でも、その後書きとも言える ”M1 MACでHACKINTOSHを作る”の投稿記事で、どんでん返しとは!
1. M1Macでhackintoshが作れることを確認完了 -
2. モバイルでは省電力なM1 MacBookを使い、デスクトップは拡張性のある装備満載な自作マシンを使うのが良い
–> 「昨日の敵は今日の友!!」 なんですね!! よく分かりました。
分かりやい説明、お疲れ様でした。
ありがとうございます。でもそれはかいかぶりです。OC Gen-Xの記事に「新人」さんから質問があって急ぎ動作確認して書きました。

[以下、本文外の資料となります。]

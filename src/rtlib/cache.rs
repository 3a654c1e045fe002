use std::{
    collections::{HashMap, VecDeque},
    fs,
    path::{Path, PathBuf},
    sync::Mutex,
};

use image::DynamicImage;
use percent_encoding::{percent_encode, NON_ALPHANUMERIC};
use tracing::warn;

use crate::{
    cfg::get_default_cachedir,
    result::{to_terr, ThumbError, ThumbResult},
};

/// Derives the flat on-disk file name of a cached thumbnail from its remote
/// path. Injective: literal characters are alphanumeric only, so the `_xx`
/// runs left by the escapes cannot be confused with path content.
pub fn cache_file_name(remote_path: &str) -> String {
    let encoded = percent_encode(remote_path.as_bytes(), NON_ALPHANUMERIC).to_string();
    let mut name = encoded.replace(['/', '%'], "_");
    name.push_str(".thumb");
    name
}

#[derive(Clone, Debug)]
pub struct ThumbCacheCfg {
    pub count_limit: usize,
    pub cachedir: PathBuf,
}

impl Default for ThumbCacheCfg {
    fn default() -> Self {
        Self {
            count_limit: 150,
            cachedir: get_default_cachedir(),
        }
    }
}

#[derive(Default)]
struct MemCache {
    images: HashMap<String, DynamicImage>,
    // front is oldest
    order: VecDeque<String>,
}

impl MemCache {
    fn touch(&mut self, key: &str) {
        self.order.retain(|k| k != key);
        self.order.push_back(key.to_string());
    }
    fn insert(&mut self, key: &str, image: DynamicImage, limit: usize) {
        self.images.insert(key.to_string(), image);
        self.touch(key);
        while self.images.len() > limit {
            if let Some(oldest) = self.order.pop_front() {
                self.images.remove(&oldest);
            }
        }
    }
}

/// Two-level thumbnail store. The memory level is a count-bounded LRU, the
/// disk level holds losslessly encoded images that survive restarts. Disk
/// failures degrade the cache to memory-only instead of failing the caller.
pub struct ThumbCache {
    cfg: ThumbCacheCfg,
    mem: Mutex<MemCache>,
}

impl ThumbCache {
    pub fn new(cfg: ThumbCacheCfg) -> Self {
        Self {
            cfg,
            mem: Mutex::new(MemCache::default()),
        }
    }

    fn disk_path(&self, remote_path: &str) -> PathBuf {
        self.cfg.cachedir.join(cache_file_name(remote_path))
    }

    pub fn lookup(&self, remote_path: &str) -> Option<DynamicImage> {
        {
            let mut mem = self.mem.lock().unwrap();
            if let Some(im) = mem.images.get(remote_path).cloned() {
                mem.touch(remote_path);
                return Some(im);
            }
        }
        let p = self.disk_path(remote_path);
        if p.exists() {
            match read_disk_image(&p) {
                Ok(im) => {
                    let mut mem = self.mem.lock().unwrap();
                    mem.insert(remote_path, im.clone(), self.cfg.count_limit);
                    return Some(im);
                }
                Err(e) => {
                    warn!("could not read cached thumbnail {p:?}, {e:?}");
                    self.remove(remote_path);
                }
            }
        }
        None
    }

    pub fn store(&self, remote_path: &str, image: &DynamicImage) -> ThumbResult<()> {
        {
            let mut mem = self.mem.lock().unwrap();
            mem.insert(remote_path, image.clone(), self.cfg.count_limit);
        }
        fs::create_dir_all(&self.cfg.cachedir)
            .map_err(|e| ThumbError::CacheIo(format!("{e:?}")))?;
        let p = self.disk_path(remote_path);
        image
            .save_with_format(&p, image::ImageFormat::Png)
            .map_err(|e| ThumbError::CacheIo(format!("could not write {p:?}, {e:?}")))?;
        Ok(())
    }

    pub fn remove(&self, remote_path: &str) {
        {
            let mut mem = self.mem.lock().unwrap();
            mem.images.remove(remote_path);
            mem.order.retain(|k| k != remote_path);
        }
        let p = self.disk_path(remote_path);
        if p.exists() {
            if let Err(e) = fs::remove_file(&p) {
                warn!("could not remove cached thumbnail {p:?}, {e:?}");
            }
        }
    }

    pub fn clear(&self) -> ThumbResult<()> {
        {
            let mut mem = self.mem.lock().unwrap();
            *mem = MemCache::default();
        }
        if self.cfg.cachedir.exists() {
            fs::remove_dir_all(&self.cfg.cachedir).map_err(to_terr)?;
        }
        Ok(())
    }

    pub fn size_in_mb(&self) -> f64 {
        let Ok(entries) = fs::read_dir(&self.cfg.cachedir) else {
            return 0.0;
        };
        let n_bytes: u64 = entries
            .flatten()
            .filter_map(|e| e.metadata().ok())
            .map(|md| md.len())
            .sum();
        n_bytes as f64 / (1024.0 * 1024.0)
    }

    pub fn n_in_memory(&self) -> usize {
        self.mem.lock().unwrap().images.len()
    }

    #[cfg(test)]
    pub fn clear_memory(&self) {
        *self.mem.lock().unwrap() = MemCache::default();
    }
}

fn read_disk_image(p: &Path) -> ThumbResult<DynamicImage> {
    image::ImageReader::open(p)
        .map_err(to_terr)?
        .with_guessed_format()
        .map_err(to_terr)?
        .decode()
        .map_err(|e| ThumbError::CacheIo(format!("{e:?}")))
}

#[cfg(test)]
mod tests {
    use super::*;
    use crate::defer_folder_removal;
    use image::{Rgba, RgbaImage};

    fn test_cachedir(name: &str) -> PathBuf {
        std::env::temp_dir()
            .join("remthumb-test")
            .join(format!("{name}_{}", uuid::Uuid::new_v4()))
    }

    fn test_cache(cachedir: &Path, count_limit: usize) -> ThumbCache {
        ThumbCache::new(ThumbCacheCfg {
            count_limit,
            cachedir: cachedir.to_path_buf(),
        })
    }

    fn checker(w: u32, h: u32) -> DynamicImage {
        let im = RgbaImage::from_fn(w, h, |x, y| {
            if (x + y) % 2 == 0 {
                Rgba([255, 0, 0, 255])
            } else {
                Rgba([0, 0, 255, 255])
            }
        });
        DynamicImage::ImageRgba8(im)
    }

    #[test]
    fn test_cache_file_name() {
        let name = cache_file_name("/media/videos/some clip (1).mp4");
        assert!(name.ends_with(".thumb"));
        assert!(!name.contains('/'));
        assert!(!name.contains('%'));
        assert!(!name.contains(' '));
        assert_ne!(
            cache_file_name("/a/b.mp4"),
            cache_file_name("/a_b.mp4"),
            "separator and literal underscore must stay distinguishable via escapes"
        );
    }

    #[test]
    fn test_roundtrip_is_pixel_equal() {
        let cachedir = test_cachedir("roundtrip");
        defer_folder_removal!(&cachedir);
        let cache = test_cache(&cachedir, 10);
        let im = checker(60, 60);
        cache.store("/data/a.mp4", &im).unwrap();
        // force the disk path
        cache.clear_memory();
        let restored = cache.lookup("/data/a.mp4").unwrap();
        assert_eq!(im.to_rgba8().as_raw(), restored.to_rgba8().as_raw());
    }

    #[test]
    fn test_memory_count_limit() {
        let cachedir = test_cachedir("limit");
        defer_folder_removal!(&cachedir);
        let cache = test_cache(&cachedir, 3);
        for i in 0..5 {
            cache.store(&format!("/data/{i}.mp4"), &checker(4, 4)).unwrap();
        }
        assert_eq!(cache.n_in_memory(), 3);
        // the two oldest were evicted from memory but survive on disk
        assert!(cache.lookup("/data/0.mp4").is_some());
    }

    #[test]
    fn test_lookup_touches_lru_order() {
        let cachedir = test_cachedir("lru");
        defer_folder_removal!(&cachedir);
        let cache = test_cache(&cachedir, 2);
        cache.store("/a", &checker(4, 4)).unwrap();
        cache.store("/b", &checker(4, 4)).unwrap();
        cache.lookup("/a");
        cache.store("/c", &checker(4, 4)).unwrap();
        let mem = cache.mem.lock().unwrap();
        assert!(mem.images.contains_key("/a"));
        assert!(!mem.images.contains_key("/b"));
    }

    #[test]
    fn test_remove_and_miss() {
        let cachedir = test_cachedir("remove");
        defer_folder_removal!(&cachedir);
        let cache = test_cache(&cachedir, 10);
        assert!(cache.lookup("/nope").is_none());
        cache.store("/data/a.mp4", &checker(4, 4)).unwrap();
        cache.remove("/data/a.mp4");
        assert!(cache.lookup("/data/a.mp4").is_none());
    }

    #[test]
    fn test_corrupt_disk_entry_is_dropped() {
        let cachedir = test_cachedir("corrupt");
        defer_folder_removal!(&cachedir);
        fs::create_dir_all(&cachedir).unwrap();
        let p = cachedir.join(cache_file_name("/data/a.mp4"));
        fs::write(&p, b"not an image").unwrap();
        let cache = test_cache(&cachedir, 10);
        assert!(cache.lookup("/data/a.mp4").is_none());
        // the undecodable file is gone, the next lookup is a plain miss
        assert!(!p.exists());
        assert!(cache.lookup("/data/a.mp4").is_none());
    }

    #[test]
    fn test_clear_wipes_memory_and_disk() {
        let cachedir = test_cachedir("clear");
        let cache = test_cache(&cachedir, 10);
        cache.store("/data/a.mp4", &checker(4, 4)).unwrap();
        cache.clear().unwrap();
        assert_eq!(cache.n_in_memory(), 0);
        assert!(!cachedir.exists());
        assert!(cache.lookup("/data/a.mp4").is_none());
    }
}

記事作成ありがとうございます!非常にわかりやすかったです。
ところでほんとうにアップルシリコンとインテルのOSは共通なんですね…改めて驚きました
SSDTのところなんですが、リンク先の表を見ると以下のSSDTが必要となっていると思うのですが、bootmacosさんは上の三つと表に載っていない「SSDT-PMC」を選んでいると思うのですが、どのように選択しているのでしょうか?表の見方が間違えているのでしょうか?
SSDT-PLUG
SSDT-EC-USBX
SSDT-AWAC
SSSTT-PNLF-CFL
SSDT-GPI0
SSDT_RHUB
もしかしたらLaptopの項目をご覧になっているのかもしれないです。リンクの調子も悪いようです。Desktopの項目に従ってSSDTを選択しました
ども、boot macOSさん、
>macOSインストール用UEBメモリ
タイポありましたぁ。。。
>M1 Macで「ディスクユーティリティ」を起動し、
>「MacOS拡張(ジャーナリング)」でフォーマットします。
ここんとこに、ディスクユーティリティ>表示>すべてのデバイスを表示にして、
ターゲットとなるUSBメモリちゃんのデバイス名を選択してから、消去をポチってちゃんと方式:GUIDパーテションマップになっているかを2度見するぐらいチェックした上で「MacOS拡張(ジャーナリング)」にしましょうね!?ってしつこいたらしく書いといた方がよろしいかと思います。w
ありがとうございます。修正・追記しておきました。
>M1 Macが文鎮化する事案が話題になってますが、このUSBメモリーさえ持っていれば安心です。
たぶんiOSというかiPhoneも含めてM1シリーズはこの文鎮化攻撃は今後も比較的起こりやすい状況(たぶん、M1なんかはまだ出たばっかりなんで、虫の巣窟だったりするかもしれないからFirmupdateは無慈悲に定期的(or いきなり!?)に行われると推察してます)で、安心して?文鎮化攻撃されても大丈夫なように、お使いのHackでApple Configurator起動してDFUからの復元とかも問題なくできると良いですよね?安定してるZ390あたりのお使いのHackでApple Configurator起動とDFUでの復元の一歩手前までちゃんとできるかってのも、時間があるときに確認しておくとよいかもですね。。。w
Apple、M1チップ搭載のMacでmacOSの再インストール中にパーソナライズエラーが表示され復元できない場合に対し「Apple Configurator」を利用するように指示。
https://applech2.com/archives/20201130-apple-m1-brick-need-apple-configurator-2.html
Apple ConfiguratorのDFU機能を試して追記しておきました。使えそうな感じでした。